Il cassiere che spiega la guerra a un reporter sopravvissuto a Gaza.
La parrucchiera che ride del cambiamento climatico perché “ho visto un video dove uno diceva che è tutto inventato”.
Il risultato? Una società dove la competenza è sospetta, l’esperienza è “elitaria”, e l’unico sapere valido è quello che non dà fastidio.
Un paese dove chi porta prove, dati, documenti viene trattato da nemico pubblico, mentre l’ignorante connesso h24 viene accolto come paladino della libertà d’opinione.
Ma attenzione: non è colpa della gente.
È colpa di chi ha creato questa nuova liturgia del nulla, dove l’opinione vale quanto la conoscenza, e la democrazia è diventata il paravento del pensiero unico.
Perché la verità — quella vera — non si compra su Amazon, non la trovi nei meme, e non la distribuiscono nei supermercati del conformismo.
Serve fatica, studio, dubbi. Serve pensare.
E il pensiero critico, oggi, è il vero nemico pubblico.
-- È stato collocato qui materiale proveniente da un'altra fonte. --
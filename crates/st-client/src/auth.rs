//! `/auth` endpoints.

use serde_json::Value;
use st_core::identity::{
    ChangePasswordRequest, ForgotPasswordRequest, LoginGrant, LoginRequest, RegisterRequest,
    ResetPasswordRequest, ResetTicket, UserProfile, validate_new_password, validate_phone,
};

use crate::http::decode;
use crate::{ApiClient, ClientError};

impl ApiClient {
    /// Log in and store the grant in the session.
    ///
    /// # Errors
    ///
    /// Returns [`ClientError::Request`] for rejected credentials,
    /// [`ClientError::Auth`] when the grant cannot be stored.
    pub async fn login(&self, phone: &str, password: &str) -> Result<LoginGrant, ClientError> {
        let body = self
            .post_json("/auth/login", &LoginRequest { phone, password })
            .await?;
        let grant: LoginGrant = decode(body, "login response")?;
        self.session().store_grant(&grant)?;
        tracing::info!("logged in");
        Ok(grant)
    }

    /// Create an account. Does not log in.
    ///
    /// # Errors
    ///
    /// Returns [`ClientError::Request`] when the phone is already registered.
    pub async fn register(
        &self,
        phone: &str,
        password: &str,
        full_name: Option<&str>,
    ) -> Result<UserProfile, ClientError> {
        let body = self
            .post_json(
                "/auth/register",
                &RegisterRequest {
                    phone,
                    password,
                    full_name,
                },
            )
            .await?;
        decode(body, "user record")
    }

    /// Fetch the current user and cache it in the session.
    ///
    /// # Errors
    ///
    /// Returns [`ClientError::Unauthorized`] without a valid session.
    pub async fn me(&self) -> Result<UserProfile, ClientError> {
        let body = self.get_json::<&str, &str>("/auth/me", &[]).await?;
        let profile: UserProfile = decode(body, "user record")?;
        self.session().cache_profile(&profile)?;
        Ok(profile)
    }

    /// Change the password of the logged-in user. The server answers with
    /// a fresh grant, which replaces the stored one.
    ///
    /// # Errors
    ///
    /// Returns [`ClientError::Invalid`] when the new password is too weak,
    /// [`ClientError::Request`] when the current password is wrong.
    pub async fn change_password(
        &self,
        current_password: &str,
        new_password: &str,
    ) -> Result<LoginGrant, ClientError> {
        validate_new_password(new_password)?;
        let body = self
            .post_json(
                "/auth/change-password",
                &ChangePasswordRequest {
                    current_password,
                    new_password,
                },
            )
            .await?;
        let grant: LoginGrant = decode(body, "password change response")?;
        self.session().store_grant(&grant)?;
        tracing::info!("password changed");
        Ok(grant)
    }

    /// Ask for a reset token for `phone`.
    ///
    /// # Errors
    ///
    /// Returns [`ClientError::Invalid`] for a malformed phone number.
    pub async fn forgot_password(&self, phone: &str) -> Result<ResetTicket, ClientError> {
        validate_phone(phone)?;
        let body = self
            .post_json("/auth/forgot-password", &ForgotPasswordRequest { phone })
            .await?;
        decode(body, "reset ticket")
    }

    /// Set a new password with a reset token. When the server also logs the
    /// user in, the grant is stored and returned.
    ///
    /// # Errors
    ///
    /// Returns [`ClientError::Invalid`] for a malformed phone, an empty token
    /// or a weak password, and [`ClientError::Request`] for an expired token.
    pub async fn reset_password(
        &self,
        phone: &str,
        reset_token: &str,
        new_password: &str,
    ) -> Result<Option<LoginGrant>, ClientError> {
        validate_phone(phone)?;
        if reset_token.trim().is_empty() {
            return Err(st_core::CoreError::Validation("reset token is required".into()).into());
        }
        validate_new_password(new_password)?;

        let body = self
            .post_json(
                "/auth/reset-password",
                &ResetPasswordRequest {
                    phone,
                    reset_token: reset_token.trim(),
                    new_password,
                },
            )
            .await?;
        let grant = reset_grant(body)?;
        if let Some(grant) = &grant {
            self.session().store_grant(grant)?;
            tracing::info!("password reset; logged in");
        }
        Ok(grant)
    }

    /// Forget the local session. The server keeps no session state.
    pub fn logout(&self) {
        self.session().invalidate();
    }
}

/// A reset answer may or may not carry a new session.
fn reset_grant(body: Value) -> Result<Option<LoginGrant>, ClientError> {
    let has_token = body
        .get("access_token")
        .and_then(Value::as_str)
        .is_some_and(|token| !token.trim().is_empty());
    if !has_token {
        return Ok(None);
    }
    decode(body, "password reset response").map(Some)
}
Perché un popolo che non pensa, ubbidisce meglio.
Un popolo che crede ai talk show, non rompe le scatole con la realtà.
Un popolo che insulta chi sa, non chiede mai chi comanda.
E allora non stupiamoci se ogni verità scomoda viene messa al rogo digitale.
Se ogni voce libera viene silenziata da una valanga di meme, commenti idioti e insulti da tastiera.
Perché la censura non ha più bisogno dei manganelli:
ha il sarcasmo degli ignoranti, la superficialità dei sa-tutto e la complicità silenziosa di chi dovrebbe difendere il pensiero, e invece fa carriera col silenzio.
Veritas vos liberat?
Sì, ma solo se la verità fa comodo.
Altrimenti meglio spegnere il cervello, accendere Otto e Mezzo e urlare “complottista” a chiunque tenti di svegliarti.